[Stored data]

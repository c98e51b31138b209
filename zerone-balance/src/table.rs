//! The contract load balancers consume (spec.md §3 "RoutingTable"):
//! `{ListEndpoints() -> [Endpoint]}`. Implementations are either static
//! (built from a fixed list, immutable) or dynamic (kept current by a
//! discovery adapter, see `zerone-discovery`).

use zerone_core::Endpoint;

/// Capability a balancer needs from whatever is tracking a logical
/// service's live endpoints.
pub trait RoutingTable: Send + Sync {
    /// Current endpoint set. Balancers must re-read this every call — the
    /// table may change between calls (spec.md §4.7).
    fn list_endpoints(&self) -> Vec<Endpoint>;
}

/// An immutable table constructed once from a fixed list (spec.md §3).
#[derive(Debug, Clone)]
pub struct StaticTable {
    endpoints: Vec<Endpoint>,
}

impl StaticTable {
    pub fn new(endpoints: Vec<Endpoint>) -> Self {
        Self { endpoints }
    }
}

impl RoutingTable for StaticTable {
    fn list_endpoints(&self) -> Vec<Endpoint> {
        self.endpoints.clone()
    }
}

#[cfg(test)]
mod test {
    use super::*;

    #[test]
    fn static_table_lists_its_fixed_endpoints() {
        let table = StaticTable::new(vec![Endpoint::new("a", "tcp", "127.0.0.1:1")]);
        assert_eq!(table.list_endpoints().len(), 1);
    }
}
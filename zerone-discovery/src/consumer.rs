//! Watching side of the discovery contract (spec.md §4.10): deliver the
//! current endpoint set to a caller-supplied callback whenever it changes,
//! and expose a synchronous snapshot read.

use std::sync::{Arc, RwLock};
use std::time::Duration;

use tokio::sync::oneshot;
use tokio::task::JoinHandle;

use zerone_core::Endpoint;

use crate::driver::Driver;

/// Invoked with the full, current endpoint set whenever it changes. The
/// driver's actual watch/poll protocol is out of scope (spec.md §1); this
/// crate polls [`Driver::list`] on an interval and only calls back when the
/// observed set differs from the last one delivered.
pub type OnRefresh = Box<dyn Fn(Vec<Endpoint>) + Send + Sync>;

/// `NewConsumer(service, templateEndpoint, onRefresh) -> Consumer`
/// (spec.md §4.10). `GetEndpoints()` is a synchronous read of the last
/// delivered set, guarded by a read-write lock (spec.md §3, §5: "readers
/// take a read lock and see a consistent snapshot").
pub struct Consumer {
    endpoints: Arc<RwLock<Vec<Endpoint>>>,
    stop: Option<oneshot::Sender<()>>,
    task: Option<JoinHandle<()>>,
}

impl Consumer {
    pub fn spawn(driver: Arc<dyn Driver>, service: impl Into<String>, poll_interval: Duration, on_refresh: OnRefresh) -> Self {
        let service = service.into();
        let endpoints = Arc::new(RwLock::new(Vec::new()));
        let (stop_tx, mut stop_rx) = oneshot::channel();

        let store = endpoints.clone();
        let task = tokio::spawn(async move {
            let mut ticker = tokio::time::interval(poll_interval);
            let mut last: Option<Vec<Endpoint>> = None;
            loop {
                tokio::select! {
                    _ = ticker.tick() => {
                        match driver.list(&service).await {
                            Ok(current) => {
                                if last.as_ref() != Some(&current) {
                                    *store.write().unwrap_or_else(|e| e.into_inner()) = current.clone();
                                    on_refresh(current.clone());
                                    last = Some(current);
                                }
                            }
                            Err(e) => tracing::warn!(service = %service, error = %e, "failed refreshing endpoints"),
                        }
                    }
                    _ = &mut stop_rx => break,
                }
            }
        });

        Self {
            endpoints,
            stop: Some(stop_tx),
            task: Some(task),
        }
    }

    /// Current endpoint set as of the last refresh (spec.md §4.10
    /// "exposes GetEndpoints() for synchronous reads").
    pub fn get_endpoints(&self) -> Vec<Endpoint> {
        self.endpoints.read().unwrap_or_else(|e| e.into_inner()).clone()
    }

    pub async fn close(mut self) {
        if let Some(tx) = self.stop.take() {
            let _ = tx.send(());
        }
        if let Some(task) = self.task.take() {
            let _ = task.await;
        }
    }
}

#[cfg(test)]
mod test {
    use super::*;
    use crate::driver::test_support::MemoryDriver;
    use std::sync::atomic::{AtomicUsize, Ordering};

    #[tokio::test]
    async fn delivers_refresh_only_on_change() {
        let driver: Arc<dyn Driver> = Arc::new(MemoryDriver::default());
        let endpoint = Endpoint::new("c1", "tcp", "127.0.0.1:9001");
        driver.publish("svc", &endpoint, Duration::from_secs(30)).await.unwrap();

        let refreshes = Arc::new(AtomicUsize::new(0));
        let counter = refreshes.clone();
        let consumer = Consumer::spawn(
            driver.clone(),
            "svc",
            Duration::from_millis(10),
            Box::new(move |_eps| {
                counter.fetch_add(1, Ordering::SeqCst);
            }),
        );

        tokio::time::sleep(Duration::from_millis(60)).await;
        assert_eq!(consumer.get_endpoints(), vec![endpoint]);
        assert_eq!(refreshes.load(Ordering::SeqCst), 1);

        consumer.close().await;
    }
}
use serde::{Deserialize, Serialize};

#[derive(Debug, Clone, PartialEq, Serialize, Deserialize)]
#[serde(rename_all = "camelCase")]
pub struct TextContent {
    pub text: String,
}

#[derive(Debug, Clone, PartialEq, Serialize, Deserialize)]
#[serde(rename_all = "camelCase")]
pub struct ImageContent {
    /// Base64 encoded payload, without the data-url prefix.
    pub data: String,
    pub mime_type: String,
}

impl ImageContent {
    pub fn new<S: Into<String>, T: Into<String>>(data: S, mime_type: T) -> Self {
        ImageContent {
            data: data.into(),
            mime_type: mime_type.into(),
        }
    }

    /// Parse a `data:<mime>;base64,<payload>` URL, the format browser
    /// frontends produce for pasted or uploaded images. Falls back to
    /// `image/jpeg` when the header carries no MIME type.
    pub fn from_data_url(data_url: &str) -> Option<Self> {
        let (header, payload) = data_url.split_once(',')?;
        if !header.starts_with("data:") {
            return None;
        }
        let mime_type = header
            .trim_start_matches("data:")
            .split(';')
            .next()
            .filter(|m| !m.is_empty())
            .unwrap_or("image/jpeg");
        Some(ImageContent::new(payload, mime_type))
    }
}

/// Content passed to or from an LLM
#[derive(Debug, Clone, PartialEq, Serialize, Deserialize)]
#[serde(tag = "type", rename_all = "camelCase")]
pub enum Content {
    Text(TextContent),
    Image(ImageContent),
}

impl Content {
    pub fn text<S: Into<String>>(text: S) -> Self {
        Content::Text(TextContent { text: text.into() })
    }

    pub fn image<S: Into<String>, T: Into<String>>(data: S, mime_type: T) -> Self {
        Content::Image(ImageContent::new(data, mime_type))
    }

    /// Get the text content if this is a TextContent variant
    pub fn as_text(&self) -> Option<&str> {
        match self {
            Content::Text(text) => Some(&text.text),
            _ => None,
        }
    }
}
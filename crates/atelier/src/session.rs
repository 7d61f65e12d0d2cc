//! Conversation session lifecycle.
//!
//! A session is the live binding between the client and one remote model
//! configuration. It is a two-state machine: `Uninitialized` until a
//! supported provider has been constructed, `Ready` afterwards. There is no
//! in-place reconfiguration: any effective configuration change discards the
//! remote handle (and its wire transcript) and builds a fresh one. The chat
//! history rendered to the user lives in the [`Agent`](crate::agent::Agent)
//! and survives session recreation.

use tracing::debug;

use crate::errors::SessionError;
use crate::models::message::Message;
use crate::models::tool::Tool;
use crate::prompt::DEFAULT_SYSTEM_INSTRUCTION;
use crate::providers::base::Provider;
use crate::providers::factory::{self, ProviderType};

#[derive(Debug, Clone, PartialEq)]
pub struct SessionConfig {
    pub provider: ProviderType,
    pub model: String,
    pub api_key: Option<String>,
    pub base_url: Option<String>,
    pub system_instruction: String,
}

impl Default for SessionConfig {
    fn default() -> Self {
        SessionConfig {
            provider: ProviderType::Gemini,
            model: "gemini-2.5-pro".to_string(),
            api_key: None,
            base_url: None,
            system_instruction: DEFAULT_SYSTEM_INSTRUCTION.to_string(),
        }
    }
}

/// What a configuration change requires of the session.
#[derive(Debug, Clone, Copy, PartialEq, Eq)]
pub enum ConfigAction {
    Keep,
    Recreate,
}

/// Pure transition function from (old config, new config) to the required
/// action. Any effective change rebinds the remote handle; there is no
/// partial update path.
pub fn reconcile(old: &SessionConfig, new: &SessionConfig) -> ConfigAction {
    if old == new {
        ConfigAction::Keep
    } else {
        ConfigAction::Recreate
    }
}

/// The live remote handle: a provider plus the wire transcript it has seen.
pub struct ModelSession {
    provider: Box<dyn Provider>,
    system: String,
    tools: Vec<Tool>,
    transcript: Vec<Message>,
}

impl ModelSession {
    pub fn new(provider: Box<dyn Provider>, system: String, tools: Vec<Tool>) -> Self {
        ModelSession {
            provider,
            system,
            tools,
            transcript: Vec::new(),
        }
    }

    pub fn transcript(&self) -> &[Message] {
        &self.transcript
    }

    /// Send one turn and wait for the model's reply. On transport failure the
    /// submitted turn is rolled back so the transcript stays paired.
    pub async fn submit(&mut self, message: Message) -> Result<Message, SessionError> {
        self.transcript.push(message);
        let completion = self
            .provider
            .complete(&self.system, &self.transcript, &self.tools)
            .await;

        match completion {
            Ok((reply, usage)) => {
                debug!(
                    input_tokens = ?usage.input_tokens,
                    output_tokens = ?usage.output_tokens,
                    "model turn complete"
                );
                self.transcript.push(reply.clone());
                Ok(reply)
            }
            Err(e) => {
                self.transcript.pop();
                Err(SessionError::Provider(e))
            }
        }
    }
}

enum SessionState {
    Uninitialized,
    Ready(ModelSession),
}

pub struct ChatSession {
    config: SessionConfig,
    tools: Vec<Tool>,
    state: SessionState,
}

impl ChatSession {
    /// A session that has not been mounted yet. Call [`initialize`] (or
    /// [`configure`]) to drive it to the ready state.
    ///
    /// [`initialize`]: ChatSession::initialize
    /// [`configure`]: ChatSession::configure
    pub fn new(config: SessionConfig, tools: Vec<Tool>) -> Self {
        ChatSession {
            config,
            tools,
            state: SessionState::Uninitialized,
        }
    }

    /// A session pre-bound to the given provider handle, used by tests and
    /// callers that construct providers themselves.
    pub fn with_provider(
        config: SessionConfig,
        tools: Vec<Tool>,
        provider: Box<dyn Provider>,
    ) -> Self {
        let session = ModelSession::new(
            provider,
            config.system_instruction.clone(),
            tools.clone(),
        );
        ChatSession {
            config,
            tools,
            state: SessionState::Ready(session),
        }
    }

    pub fn is_ready(&self) -> bool {
        matches!(self.state, SessionState::Ready(_))
    }

    pub fn config(&self) -> &SessionConfig {
        &self.config
    }

    /// First-mount transition. Leaves the session uninitialized on failure.
    pub fn initialize(&mut self) -> Result<(), SessionError> {
        self.recreate()
    }

    /// Apply a configuration change through the transition function. A
    /// `Keep` leaves the live handle untouched; a `Recreate` discards it and
    /// binds a new one to the new configuration.
    pub fn configure(&mut self, new_config: SessionConfig) -> Result<ConfigAction, SessionError> {
        match reconcile(&self.config, &new_config) {
            ConfigAction::Keep => {
                // Re-mount if a previous recreation failed and left us down.
                if !self.is_ready() {
                    self.recreate()?;
                    return Ok(ConfigAction::Recreate);
                }
                Ok(ConfigAction::Keep)
            }
            ConfigAction::Recreate => {
                self.config = new_config;
                self.recreate()?;
                Ok(ConfigAction::Recreate)
            }
        }
    }

    /// Replace the system instruction and rebind the session so the next
    /// send uses it.
    pub fn update_system_instruction(&mut self, text: String) -> Result<(), SessionError> {
        self.config.system_instruction = text;
        self.recreate()
    }

    fn recreate(&mut self) -> Result<(), SessionError> {
        match factory::get_provider(&self.config) {
            Ok(provider) => {
                self.state = SessionState::Ready(ModelSession::new(
                    provider,
                    self.config.system_instruction.clone(),
                    self.tools.clone(),
                ));
                Ok(())
            }
            Err(e) => {
                self.state = SessionState::Uninitialized;
                Err(e)
            }
        }
    }

    /// Forward one turn to the remote session. Fails pre-flight with
    /// `SessionError::NotInitialized` when no live handle exists.
    pub async fn submit(&mut self, message: Message) -> Result<Message, SessionError> {
        match &mut self.state {
            SessionState::Uninitialized => Err(SessionError::NotInitialized),
            SessionState::Ready(session) => session.submit(message).await,
        }
    }
}

#[cfg(test)]
mod tests {
    use super::*;
    use crate::providers::mock::MockProvider;

    fn config_with_key() -> SessionConfig {
        SessionConfig {
            api_key: Some("test-key".to_string()),
            ..SessionConfig::default()
        }
    }

    #[test]
    fn test_reconcile_keeps_identical_config() {
        let config = config_with_key();
        assert_eq!(reconcile(&config, &config.clone()), ConfigAction::Keep);
    }

    #[test]
    fn test_reconcile_recreates_on_effective_changes() {
        let old = config_with_key();

        let mut new = old.clone();
        new.model = "gemini-2.0-flash".to_string();
        assert_eq!(reconcile(&old, &new), ConfigAction::Recreate);

        let mut new = old.clone();
        new.provider = ProviderType::OpenAi;
        assert_eq!(reconcile(&old, &new), ConfigAction::Recreate);

        let mut new = old.clone();
        new.system_instruction = "You are terse.".to_string();
        assert_eq!(reconcile(&old, &new), ConfigAction::Recreate);
    }

    #[test]
    fn test_first_mount_reaches_ready() {
        let mut session = ChatSession::new(config_with_key(), Vec::new());
        assert!(!session.is_ready());
        session.initialize().unwrap();
        assert!(session.is_ready());
    }

    #[test]
    fn test_unsupported_provider_stays_uninitialized() {
        let mut config = config_with_key();
        config.provider = ProviderType::Custom;
        let mut session = ChatSession::new(config, Vec::new());

        let err = session.initialize().unwrap_err();
        assert!(matches!(err, SessionError::UnsupportedProvider(_)));
        assert!(!session.is_ready());
    }

    #[test]
    fn test_missing_api_key_fails_initialization() {
        let mut session = ChatSession::new(SessionConfig::default(), Vec::new());
        assert!(session.initialize().is_err());
        assert!(!session.is_ready());
    }

    #[test]
    fn test_configure_switches_away_from_live_session() {
        let mut session = ChatSession::new(config_with_key(), Vec::new());
        session.initialize().unwrap();

        let mut config = session.config().clone();
        config.provider = ProviderType::Custom;
        assert!(session.configure(config).is_err());
        assert!(!session.is_ready());
    }

    #[tokio::test]
    async fn test_submit_rejected_when_uninitialized() {
        let mut session = ChatSession::new(config_with_key(), Vec::new());
        let err = session
            .submit(Message::user().with_text("hello"))
            .await
            .unwrap_err();
        assert!(matches!(err, SessionError::NotInitialized));
    }

    #[tokio::test]
    async fn test_transcript_accumulates_turns() {
        let provider = MockProvider::new(vec![Message::assistant().with_text("hi")]);
        let mut session =
            ModelSession::new(Box::new(provider), "system".to_string(), Vec::new());

        let reply = session
            .submit(Message::user().with_text("hello"))
            .await
            .unwrap();
        assert_eq!(reply.text(), "hi");
        assert_eq!(session.transcript().len(), 2);
    }

    #[tokio::test]
    async fn test_failed_turn_rolls_back_transcript() {
        let mut session = ModelSession::new(
            Box::new(MockProvider::failing()),
            "system".to_string(),
            Vec::new(),
        );

        let result = session.submit(Message::user().with_text("hello")).await;
        assert!(result.is_err());
        assert!(session.transcript().is_empty());
    }
}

» Problem:
Output only an exact transcription of the lines above from the one with "matches!(self.state, SessionState::Ready(_))" up to and including the one with "self.state = SessionState::Uninitialized;".

» Exercise output:
        matches!(self.state, SessionState::Ready(_))
    }

    pub fn config(&self) -> &SessionConfig {
        &self.config
    }

    /// First-mount transition. Leaves the session uninitialized on failure.
    pub fn initialize(&mut self) -> Result<(), SessionError> {
        self.recreate()
    }

    /// Apply a configuration change through the transition function. A
    /// `Keep` leaves the live handle untouched; a `Recreate` discards it and
    /// binds a new one to the new configuration.
    pub fn configure(&mut self, new_config: SessionConfig) -> Result<ConfigAction, SessionError> {
        match reconcile(&self.config, &new_config) {
            ConfigAction::Keep => {
                // Re-mount if a previous recreation failed and left us down.
                if !self.is_ready() {
                    self.recreate()?;
                    return Ok(ConfigAction::Recreate);
                }
                Ok(ConfigAction::Keep)
            }
            ConfigAction::Recreate => {
                self.config = new_config;
                self.recreate()?;
                Ok(ConfigAction::Recreate)
            }
        }
    }

    /// Replace the system instruction and rebind the session so the next
    /// send uses it.
    pub fn update_system_instruction(&mut self, text: String) -> Result<(), SessionError> {
        self.config.system_instruction = text;
        self.recreate()
    }

    fn recreate(&mut self) -> Result<(), SessionError> {
        match factory::get_provider(&self.config) {
            Ok(provider) => {
                self.state = SessionState::Ready(ModelSession::new(
                    provider,
                    self.config.system_instruction.clone(),
                    self.tools.clone(),
                ));
                Ok(())
            }
            Err(e) => {
                self.state = SessionState::Uninitialized;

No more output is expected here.